What is needed: Among the records below, find each line containing the word "TpmTransport" and copy it.

Saved data entries:

»»

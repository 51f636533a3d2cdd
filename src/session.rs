// SPDX-FileCopyrightText: © 2025 Phala Network <dstack@phala.network>
//
// SPDX-License-Identifier: Apache-2.0

//! Authorization sessions and session resolution.
//!
//! A [`LoadedObject`] pairs a TPM handle with either a plaintext auth value
//! or a reference to an open [`Session`]; resolution picks the authorization
//! parameter presented on the wire. A password "session" is a sentinel for
//! plaintext authorization and never names a real session handle.

use tracing::debug;

use crate::constants::*;
use crate::device::{TpmCommand, TpmTransport};
use crate::error::ToolResult;

/// An open authorization session.
///
/// The attribute mask is client-side state sent with every authorization
/// area, so it must be set before the session is presented to a command that
/// depends on it. Ownership stays with whichever caller started the session;
/// objects only ever borrow it.
#[derive(Debug)]
pub struct Session {
    handle: u32,
    session_type: TpmSe,
    hash_alg: TpmAlgId,
    attributes: TpmaSa,
}

impl Session {
    /// Start a new authorization session
    pub fn start(
        tpm: &mut dyn TpmTransport,
        session_type: TpmSe,
        hash_alg: TpmAlgId,
    ) -> ToolResult<Self> {
        let mut cmd = TpmCommand::new(TpmCc::StartAuthSession);

        const ZERO_NONCE: [u8; 16] = [0u8; 16];

        // tpmKey (TPM_RH_NULL for unbound session)
        cmd.add_handle(tpm_rh::NULL);
        // bind (TPM_RH_NULL for unbound session)
        cmd.add_handle(tpm_rh::NULL);
        // nonceCaller (16-byte nonce as required by TPM spec)
        cmd.add_tpm2b(&ZERO_NONCE);
        // encryptedSalt (empty - no salt)
        cmd.add_tpm2b_empty();
        // sessionType
        cmd.add_u8(session_type as u8);
        // symmetric
        cmd.add(&crate::types::TpmtSymDef::aes_128_cfb());
        // authHash
        cmd.add_u16(hash_alg.to_u16());

        let response = tpm.execute(&cmd.finalize())?;
        response.ensure_success("StartAuthSession")?;

        let mut buf = response.data_buffer();
        let handle = buf.get_u32()?;
        let _nonce_tpm = buf.get_tpm2b()?;

        debug!("started {:?} session 0x{:08x}", session_type, handle);
        Ok(Self {
            handle,
            session_type,
            hash_alg,
            attributes: TpmaSa::new(),
        })
    }

    /// Start a real policy session
    pub fn start_policy(tpm: &mut dyn TpmTransport, hash_alg: TpmAlgId) -> ToolResult<Self> {
        Self::start(tpm, TpmSe::Policy, hash_alg)
    }

    /// Start a trial policy session (for computing policy digests offline)
    pub fn start_trial(tpm: &mut dyn TpmTransport, hash_alg: TpmAlgId) -> ToolResult<Self> {
        Self::start(tpm, TpmSe::Trial, hash_alg)
    }

    pub fn handle(&self) -> u32 {
        self.handle
    }

    pub fn session_type(&self) -> TpmSe {
        self.session_type
    }

    pub fn is_trial(&self) -> bool {
        self.session_type == TpmSe::Trial
    }

    pub fn hash_alg(&self) -> TpmAlgId {
        self.hash_alg
    }

    pub fn attributes(&self) -> TpmaSa {
        self.attributes
    }

    /// Update the attribute bits selected by `mask` to the values in `flags`.
    pub fn set_attributes(&mut self, flags: u8, mask: u8) {
        self.attributes = TpmaSa((self.attributes.0 & !mask) | (flags & mask));
    }

    /// Flush (close) this session
    pub fn flush(self, tpm: &mut dyn TpmTransport) -> ToolResult<()> {
        let mut cmd = TpmCommand::new(TpmCc::FlushContext);
        cmd.add_handle(self.handle);

        let response = tpm.execute(&cmd.finalize())?;
        response.ensure_success("FlushContext")
    }
}

/// The authorization parameter presented alongside a handle.
#[derive(Debug, Clone, PartialEq, Eq)]
pub enum SessionParameter {
    /// Plaintext authorization via the TPM_RS_PW sentinel.
    Password { auth: Vec<u8> },
    /// An open HMAC or policy session.
    Attached { handle: u32, attributes: TpmaSa },
}

impl SessionParameter {
    pub fn handle(&self) -> u32 {
        match self {
            SessionParameter::Password { .. } => tpm_rh::PW,
            SessionParameter::Attached { handle, .. } => *handle,
        }
    }

    pub fn attributes(&self) -> u8 {
        match self {
            SessionParameter::Password { .. } => 0,
            SessionParameter::Attached { attributes, .. } => attributes.0,
        }
    }

    pub fn auth_bytes(&self) -> &[u8] {
        match self {
            SessionParameter::Password { auth } => auth,
            SessionParameter::Attached { .. } => &[],
        }
    }
}

/// A handle plus the authorization attached to it.
///
/// The session is borrowed, never owned: flushing or restarting it remains
/// the opener's concern.
#[derive(Debug, Default)]
pub struct LoadedObject<'s> {
    pub handle: u32,
    pub auth_value: Vec<u8>,
    pub session: Option<&'s Session>,
}

impl<'s> LoadedObject<'s> {
    /// An object authorized by an empty password.
    pub fn new(handle: u32) -> Self {
        Self {
            handle,
            auth_value: Vec::new(),
            session: None,
        }
    }

    /// An object authorized by a plaintext auth value.
    pub fn with_auth(handle: u32, auth_value: impl Into<Vec<u8>>) -> Self {
        Self {
            handle,
            auth_value: auth_value.into(),
            session: None,
        }
    }

    /// An object authorized by an open session.
    pub fn with_session(handle: u32, session: &'s Session) -> Self {
        Self {
            handle,
            auth_value: Vec::new(),
            session: Some(session),
        }
    }

    /// Resolve the authorization parameter for this object: the attached
    /// session's handle when one is present, the password sentinel
    /// otherwise. Pure lookup; never opens, closes, or mutates a session.
    pub fn resolve_auth(&self) -> SessionParameter {
        match self.session {
            Some(session) => SessionParameter::Attached {
                handle: session.handle(),
                attributes: session.attributes(),
            },
            None => SessionParameter::Password {
                auth: self.auth_value.clone(),
            },
        }
    }
}

#[cfg(test)]
mod tests {
    use super::*;

    fn fake_session(handle: u32) -> Session {
        Session {
            handle,
            session_type: TpmSe::Policy,
            hash_alg: TpmAlgId::Sha256,
            attributes: TpmaSa::new().with_continue_session(),
        }
    }

    #[test]
    fn bare_object_resolves_to_password_sentinel() {
        let object = LoadedObject::with_auth(tpm_rh::OWNER, *b"ownerpw");
        match object.resolve_auth() {
            SessionParameter::Password { auth } => assert_eq!(auth, b"ownerpw"),
            other => panic!("expected password sentinel, got {other:?}"),
        }
    }

    #[test]
    fn attached_session_resolves_to_its_own_handle() {
        let session = fake_session(0x0300_0001);
        let object = LoadedObject::with_session(0x8100_0001, &session);
        let param = object.resolve_auth();
        assert_eq!(param.handle(), 0x0300_0001);
        assert_eq!(param.attributes(), TpmaSa::CONTINUE_SESSION);
        assert!(param.auth_bytes().is_empty());
    }

    #[test]
    fn set_attributes_honors_the_mask() {
        let mut session = fake_session(0x0300_0001);
        session.set_attributes(TpmaSa::AUDIT, TpmaSa::AUDIT | TpmaSa::CONTINUE_SESSION);
        assert_eq!(session.attributes().0, TpmaSa::AUDIT);
    }
}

««

Your solution:
use crate::device::{TpmCommand, TpmTransport};
        tpm: &mut dyn TpmTransport,
    pub fn start_policy(tpm: &mut dyn TpmTransport, hash_alg: TpmAlgId) -> ToolResult<Self> {
    pub fn start_trial(tpm: &mut dyn TpmTransport, hash_alg: TpmAlgId) -> ToolResult<Self> {
    pub fn flush(self, tpm: &mut dyn TpmTransport) -> ToolResult<()> {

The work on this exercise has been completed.